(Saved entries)
• • • •

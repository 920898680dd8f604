//! End-to-end quiz flow through the public router: submit the form, open the result page,
//! then request the result mails.

use std::sync::{Arc, Mutex};

use async_trait::async_trait;
use axum::body::Body;
use axum::http::{header, Request, StatusCode};
use axum::response::Response;
use portfolio_diagnosis::workflows::quiz::notification::{
    MailError, MailTransport, NotificationService, NotificationSettings, OutgoingMail,
    TransportDiagnostics,
};
use portfolio_diagnosis::workflows::quiz::{quiz_router, QuizService};
use serde_json::{json, Value};
use tower::ServiceExt;

#[derive(Default)]
struct CapturingTransport {
    sent: Mutex<Vec<OutgoingMail>>,
}

impl CapturingTransport {
    fn sent(&self) -> Vec<OutgoingMail> {
        self.sent.lock().expect("transport mutex poisoned").clone()
    }
}

#[async_trait]
impl MailTransport for CapturingTransport {
    async fn send(&self, mail: OutgoingMail) -> Result<(), MailError> {
        self.sent
            .lock()
            .expect("transport mutex poisoned")
            .push(mail);
        Ok(())
    }
}

fn router(transport: Arc<CapturingTransport>) -> axum::Router {
    let notifications = NotificationService::with_settings(
        transport,
        NotificationSettings::default(),
        TransportDiagnostics {
            smtp_host: "localhost".to_string(),
            smtp_port: 1025,
            smtp_user_configured: true,
        },
    );
    quiz_router(Arc::new(QuizService::new(notifications)))
}

async fn read_json(response: Response) -> Value {
    let body = axum::body::to_bytes(response.into_body(), 64 * 1024)
        .await
        .expect("read body");
    serde_json::from_slice(&body).expect("json payload")
}

fn post_json(uri: &str, payload: &Value) -> Request<Body> {
    Request::post(uri)
        .header(header::CONTENT_TYPE, "application/json")
        .body(Body::from(serde_json::to_vec(payload).expect("encode")))
        .expect("request builds")
}

#[tokio::test]
async fn submission_result_and_mail_flow() {
    let transport = Arc::new(CapturingTransport::default());
    let app = router(transport.clone());

    let submitted = app
        .clone()
        .oneshot(post_json(
            "/api/v1/portfolio/submit",
            &json!({
                "userInfo": {
                    "name": "佐藤花子",
                    "phone": "03-1111-2222",
                    "email": "hanako@example.jp"
                },
                "amounts": {
                    "stocks": 200000,
                    "realEstate": 5000000,
                    "cash": 1000000,
                    "mutualFunds": 800000
                }
            }),
        ))
        .await
        .expect("submit response");
    assert_eq!(submitted.status(), StatusCode::OK);
    let link = read_json(submitted).await;
    let result_path = link["resultPath"].as_str().expect("result path");
    let (_, query) = result_path.split_once('?').expect("query string");

    let result = app
        .clone()
        .oneshot(
            Request::get(format!("/api/v1/portfolio/result?{query}"))
                .body(Body::empty())
                .expect("request builds"),
        )
        .await
        .expect("result response");
    assert_eq!(result.status(), StatusCode::OK);
    let view = read_json(result).await;
    assert_eq!(view["status"], "diagnosed");
    assert_eq!(view["diagnosis"]["type"], "landlord");
    assert_eq!(view["breakdown"].as_array().map(Vec::len), Some(4));

    let sent = app
        .oneshot(post_json("/api/send-email", &view["emailRequest"]))
        .await
        .expect("send response");
    assert_eq!(sent.status(), StatusCode::OK);
    assert_eq!(read_json(sent).await["success"], true);

    let mails = transport.sent();
    assert_eq!(mails.len(), 2);
    assert_eq!(mails[0].to, vec!["hanako@example.jp".to_string()]);
    assert!(mails[0].subject.contains("大家さん型"));
    let admin_body = mails[1].body.as_str();
    assert!(admin_body.contains("氏名：佐藤花子"));
    assert!(admin_body.contains("不動産：¥5,000,000"));
    assert!(admin_body.contains("投信／ETF：¥800,000"));
    assert!(!admin_body.contains("暗号通貨："));
}

#[tokio::test]
async fn all_zero_portfolio_never_reaches_diagnosis() {
    let app = router(Arc::new(CapturingTransport::default()));

    let submitted = app
        .clone()
        .oneshot(post_json(
            "/api/v1/portfolio/submit",
            &json!({
                "userInfo": {
                    "name": "佐藤花子",
                    "phone": "03-1111-2222",
                    "email": "hanako@example.jp"
                },
                "amounts": {}
            }),
        ))
        .await
        .expect("submit response");
    assert_eq!(submitted.status(), StatusCode::UNPROCESSABLE_ENTITY);
    assert_eq!(
        read_json(submitted).await["errors"]["amounts"],
        "資産額を入力してください"
    );

    let result = app
        .oneshot(
            Request::get(
                "/api/v1/portfolio/result?stocks=0&realEstate=0&gold=0\
                 &mutualFunds=0&crypto=0&cash=0&other=0",
            )
                .body(Body::empty())
                .expect("request builds"),
        )
        .await
        .expect("result response");
    assert_eq!(read_json(result).await["status"], "empty");
}
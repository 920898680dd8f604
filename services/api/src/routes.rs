use crate::infra::AppState;
use axum::http::{header, StatusCode};
use axum::response::IntoResponse;
use axum::Extension;
use axum::Json;
use portfolio_diagnosis::workflows::quiz::notification::MailTransport;
use portfolio_diagnosis::workflows::quiz::{quiz_router, QuizService};
use serde_json::json;
use std::sync::Arc;

pub(crate) fn with_quiz_routes<M>(service: Arc<QuizService<M>>) -> axum::Router
where
    M: MailTransport + 'static,
{
    quiz_router(service)
        .route("/health", axum::routing::get(healthcheck))
        .route("/ready", axum::routing::get(readiness_endpoint))
        .route("/metrics", axum::routing::get(metrics_endpoint))
}

pub(crate) async fn healthcheck() -> Json<serde_json::Value> {
    Json(json!({ "status": "ok" }))
}

pub(crate) async fn readiness_endpoint(Extension(state): Extension<AppState>) -> impl IntoResponse {
    let ready = state.readiness.load(std::sync::atomic::Ordering::Relaxed);
    let status = if ready {
        StatusCode::OK
    } else {
        StatusCode::SERVICE_UNAVAILABLE
    };

    let payload = if ready {
        json!({ "status": "ready" })
    } else {
        json!({ "status": "initializing" })
    };

    (status, Json(payload))
}

pub(crate) async fn metrics_endpoint(Extension(state): Extension<AppState>) -> impl IntoResponse {
    (
        StatusCode::OK,
        [(header::CONTENT_TYPE, "text/plain; version=0.0.4")],
        state.metrics.render(),
    )
}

• • • •

### Action item
Take every line from the data that contains the word "true".

### Expected answer
            smtp_user_configured: true,
    assert_eq!(read_json(sent).await["success"], true);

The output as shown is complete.